▼▼▼

//! # Model assets
//!
//! Local layout of the downloaded weight and config files, and the logic
//! making sure they are present before anything gets loaded.
use crate::control::ControlType;
use crate::error::{Error, Result};
use std::io::Write;
use std::path::{Path, PathBuf};

const CONTROLNET_REPO: &str = "https://huggingface.co/lllyasviel/ControlNet-v1-1/resolve/main";
const SD_REPO: &str = "https://huggingface.co/stable-diffusion-v1-5/stable-diffusion-v1-5/resolve/main";
const CLIP_VOCAB_URL: &str =
    "https://github.com/openai/CLIP/raw/main/clip/bpe_simple_vocab_16e6.txt.gz";
const MIDAS_URL: &str =
    "https://github.com/isl-org/MiDaS/releases/download/v2_1/model-small-traced.pt";

/// How the remote payload is stored.
#[derive(Debug, Clone, Copy, PartialEq, Eq)]
pub enum Encoding {
    Plain,
    /// Gzip compressed remotely, decompressed on download.
    Gzip,
}

/// A single file: where it lives locally and where to get it from.
#[derive(Debug, Clone, PartialEq, Eq)]
pub struct ModelAsset {
    pub url: String,
    pub path: PathBuf,
    pub encoding: Encoding,
}

impl ModelAsset {
    pub fn new(url: impl Into<String>, path: impl Into<PathBuf>) -> Self {
        Self { url: url.into(), path: path.into(), encoding: Encoding::Plain }
    }

    pub fn gzipped(mut self) -> Self {
        self.encoding = Encoding::Gzip;
        self
    }

    pub fn exists(&self) -> bool {
        self.path.is_file()
    }
}

/// The weight/config pair of the ControlNet for one control type.
#[derive(Debug, Clone, PartialEq, Eq)]
pub struct ControlAssets {
    pub control_type: ControlType,
    pub weights: ModelAsset,
    pub config: ModelAsset,
}

impl ControlAssets {
    fn new(models_dir: &Path, control_type: ControlType) -> Self {
        // The depth model only exists in its v11f1p revision and the v1.1
        // normal model is the "normalbae" one.
        let remote = match control_type {
            ControlType::Canny => "control_v11p_sd15_canny",
            ControlType::Depth => "control_v11f1p_sd15_depth",
            ControlType::Normal => "control_v11p_sd15_normalbae",
        };
        let local = format!("control_v11p_sd15_{control_type}");
        Self {
            control_type,
            weights: ModelAsset::new(
                format!("{CONTROLNET_REPO}/{remote}.pth"),
                models_dir.join(format!("{local}.pth")),
            ),
            config: ModelAsset::new(
                format!("{CONTROLNET_REPO}/{remote}.yaml"),
                models_dir.join(format!("{local}.yaml")),
            ),
        }
    }

    pub fn files(&self) -> [&ModelAsset; 2] {
        [&self.weights, &self.config]
    }
}

/// Stable Diffusion v1.5, shared by every pipeline.
#[derive(Debug, Clone, PartialEq, Eq)]
pub struct BaseAssets {
    pub unet: ModelAsset,
    pub vae: ModelAsset,
    pub clip: ModelAsset,
    pub vocab: ModelAsset,
}

impl BaseAssets {
    fn new(models_dir: &Path) -> Self {
        let dir = models_dir.join("sd15");
        Self {
            unet: ModelAsset::new(
                format!("{SD_REPO}/unet/diffusion_pytorch_model.safetensors"),
                dir.join("unet.safetensors"),
            ),
            vae: ModelAsset::new(
                format!("{SD_REPO}/vae/diffusion_pytorch_model.safetensors"),
                dir.join("vae.safetensors"),
            ),
            clip: ModelAsset::new(
                format!("{SD_REPO}/text_encoder/model.safetensors"),
                dir.join("clip.safetensors"),
            ),
            vocab: ModelAsset::new(CLIP_VOCAB_URL, dir.join("bpe_simple_vocab_16e6.txt")).gzipped(),
        }
    }

    pub fn files(&self) -> [&ModelAsset; 4] {
        [&self.unet, &self.vae, &self.clip, &self.vocab]
    }
}

/// Where every asset lives under the models directory.
#[derive(Debug, Clone, PartialEq, Eq)]
pub struct AssetLayout {
    pub base: BaseAssets,
    /// Traced MiDaS model used by the depth and normal annotators.
    pub depth_estimator: ModelAsset,
    controls: Vec<ControlAssets>,
}

impl AssetLayout {
    pub fn new<P: AsRef<Path>>(models_dir: P) -> Self {
        let models_dir = models_dir.as_ref();
        let controls = ControlType::ALL
            .iter()
            .map(|&control_type| ControlAssets::new(models_dir, control_type))
            .collect();
        Self {
            base: BaseAssets::new(models_dir),
            depth_estimator: ModelAsset::new(
                MIDAS_URL,
                models_dir.join("annotators").join("midas_v21_small_traced.pt"),
            ),
            controls,
        }
    }

    pub fn control(&self, control_type: ControlType) -> &ControlAssets {
        &self.controls[control_type.index()]
    }

    pub fn controls(&self) -> &[ControlAssets] {
        &self.controls
    }
}

/// Retrieves a remote file. Implementations write the raw payload to `out`
/// and return the number of bytes written.
pub trait Fetcher {
    fn fetch(
        &self,
        url: &str,
        out: &mut dyn Write,
    ) -> std::result::Result<u64, Box<dyn std::error::Error + Send + Sync>>;
}

/// Blocking HTTP(S) downloads, following redirects.
pub struct HttpFetcher {
    agent: ureq::Agent,
}

impl HttpFetcher {
    pub fn new() -> Self {
        Self { agent: ureq::AgentBuilder::new().redirects(8).build() }
    }
}

impl Default for HttpFetcher {
    fn default() -> Self {
        Self::new()
    }
}

impl Fetcher for HttpFetcher {
    fn fetch(
        &self,
        url: &str,
        out: &mut dyn Write,
    ) -> std::result::Result<u64, Box<dyn std::error::Error + Send + Sync>> {
        let response = self.agent.get(url).call()?;
        let mut reader = response.into_reader();
        Ok(std::io::copy(&mut reader, out)?)
    }
}

/// Outcome of [`ensure`] for a single asset.
#[derive(Debug, Clone, Copy, PartialEq, Eq)]
pub enum Availability {
    /// Already on disk, nothing was fetched.
    Present,
    /// Downloaded during this call.
    Fetched,
    /// Absent and fetching was disabled.
    Missing,
}

impl Availability {
    pub fn is_available(&self) -> bool {
        !matches!(self, Self::Missing)
    }
}

/// Makes sure `asset` exists locally, downloading it with `fetcher` when it
/// does not. Passing no fetcher never touches the network.
///
/// The payload is written to a temporary file in the destination directory
/// and only renamed into place once complete, so a failed download leaves no
/// file behind.
pub fn ensure(asset: &ModelAsset, fetcher: Option<&dyn Fetcher>) -> Result<Availability> {
    if asset.exists() {
        return Ok(Availability::Present);
    }
    let fetcher = match fetcher {
        Some(fetcher) => fetcher,
        None => {
            log::warn!("{:?} is missing and downloads are disabled", asset.path);
            return Ok(Availability::Missing);
        }
    };
    let dir = match asset.path.parent() {
        Some(dir) if !dir.as_os_str().is_empty() => dir.to_path_buf(),
        _ => PathBuf::from("."),
    };
    std::fs::create_dir_all(&dir)?;
    log::info!("Downloading {} to {:?}.", asset.url, asset.path);
    let mut tmp = tempfile::Builder::new().prefix(".download-").tempfile_in(&dir)?;
    let written = match asset.encoding {
        Encoding::Plain => fetcher.fetch(&asset.url, tmp.as_file_mut()),
        Encoding::Gzip => {
            let mut decoder = flate2::write::GzDecoder::new(tmp.as_file_mut());
            fetcher.fetch(&asset.url, &mut decoder).and_then(|n| {
                decoder.finish()?;
                Ok(n)
            })
        }
    }
    .map_err(|e| Error::fetch(&asset.url, e))?;
    tmp.as_file_mut().flush()?;
    tmp.persist(&asset.path).map_err(|e| e.error)?;
    log::info!("Fetched {} bytes for {:?}.", written, asset.path);
    Ok(Availability::Fetched)
}

#[cfg(test)]
mod tests {
    use super::*;
    use std::cell::RefCell;

    struct StaticFetcher {
        payload: Vec<u8>,
        urls: RefCell<Vec<String>>,
    }

    impl Fetcher for StaticFetcher {
        fn fetch(
            &self,
            url: &str,
            out: &mut dyn Write,
        ) -> std::result::Result<u64, Box<dyn std::error::Error + Send + Sync>> {
            self.urls.borrow_mut().push(url.to_string());
            out.write_all(&self.payload)?;
            Ok(self.payload.len() as u64)
        }
    }

    struct BrokenFetcher;

    impl Fetcher for BrokenFetcher {
        fn fetch(
            &self,
            _url: &str,
            out: &mut dyn Write,
        ) -> std::result::Result<u64, Box<dyn std::error::Error + Send + Sync>> {
            out.write_all(b"partial")?;
            Err("connection reset".into())
        }
    }

    #[test]
    fn layout_file_names() {
        let layout = AssetLayout::new("models");
        let canny = layout.control(ControlType::Canny);
        assert_eq!(canny.weights.path, Path::new("models/control_v11p_sd15_canny.pth"));
        assert_eq!(canny.config.path, Path::new("models/control_v11p_sd15_canny.yaml"));
        assert!(canny.weights.url.ends_with("/control_v11p_sd15_canny.pth"));
        let depth = layout.control(ControlType::Depth);
        assert_eq!(depth.weights.path, Path::new("models/control_v11p_sd15_depth.pth"));
        assert!(depth.config.url.ends_with("/control_v11f1p_sd15_depth.yaml"));
        let normal = layout.control(ControlType::Normal);
        assert_eq!(normal.config.path, Path::new("models/control_v11p_sd15_normal.yaml"));
        assert_eq!(layout.controls().len(), 3);
        assert_eq!(layout.base.vocab.encoding, Encoding::Gzip);
    }

    #[test]
    fn fetches_missing_file_once() {
        let dir = tempfile::tempdir().unwrap();
        let asset = ModelAsset::new("https://example.com/a.bin", dir.path().join("sub/a.bin"));
        let fetcher = StaticFetcher { payload: b"weights".to_vec(), urls: RefCell::new(vec![]) };
        assert_eq!(ensure(&asset, Some(&fetcher)).unwrap(), Availability::Fetched);
        assert_eq!(std::fs::read(&asset.path).unwrap(), b"weights");
        assert_eq!(ensure(&asset, Some(&fetcher)).unwrap(), Availability::Present);
        assert_eq!(fetcher.urls.borrow().as_slice(), ["https://example.com/a.bin"]);
    }

    #[test]
    fn gzipped_payload_is_decompressed() {
        let mut encoder = flate2::write::GzEncoder::new(Vec::new(), flate2::Compression::fast());
        encoder.write_all(b"\"bpe_simple_vocab\"\nab c\n").unwrap();
        let payload = encoder.finish().unwrap();
        let dir = tempfile::tempdir().unwrap();
        let asset = ModelAsset::new("https://example.com/v.txt.gz", dir.path().join("v.txt"))
            .gzipped();
        let fetcher = StaticFetcher { payload, urls: RefCell::new(vec![]) };
        ensure(&asset, Some(&fetcher)).unwrap();
        assert_eq!(std::fs::read_to_string(&asset.path).unwrap(), "\"bpe_simple_vocab\"\nab c\n");
    }

    #[test]
    fn failed_fetch_leaves_nothing_behind() {
        let dir = tempfile::tempdir().unwrap();
        let asset = ModelAsset::new("https://example.com/a.pth", dir.path().join("a.pth"));
        let err = ensure(&asset, Some(&BrokenFetcher)).unwrap_err();
        assert!(matches!(err, Error::AssetFetch { ref url, .. } if url == "https://example.com/a.pth"));
        assert!(!asset.exists());
        assert_eq!(std::fs::read_dir(dir.path()).unwrap().count(), 0);
    }

    #[test]
    fn offline_reports_missing() {
        let dir = tempfile::tempdir().unwrap();
        let asset = ModelAsset::new("https://example.com/a.pth", dir.path().join("a.pth"));
        assert_eq!(ensure(&asset, None).unwrap(), Availability::Missing);
        assert!(!Availability::Missing.is_available());
        assert!(!asset.exists());
    }
}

▲▲▲

Required action >>
Write out exactly the lines from the beginning of the material above through the line with "const MIDAS_URL: &str", including both and omitting all others.

Answer space >>
//! # Model assets
//!
//! Local layout of the downloaded weight and config files, and the logic
//! making sure they are present before anything gets loaded.
use crate::control::ControlType;
use crate::error::{Error, Result};
use std::io::Write;
use std::path::{Path, PathBuf};

const CONTROLNET_REPO: &str = "https://huggingface.co/lllyasviel/ControlNet-v1-1/resolve/main";
const SD_REPO: &str = "https://huggingface.co/stable-diffusion-v1-5/stable-diffusion-v1-5/resolve/main";
const CLIP_VOCAB_URL: &str =
    "https://github.com/openai/CLIP/raw/main/clip/bpe_simple_vocab_16e6.txt.gz";
const MIDAS_URL: &str =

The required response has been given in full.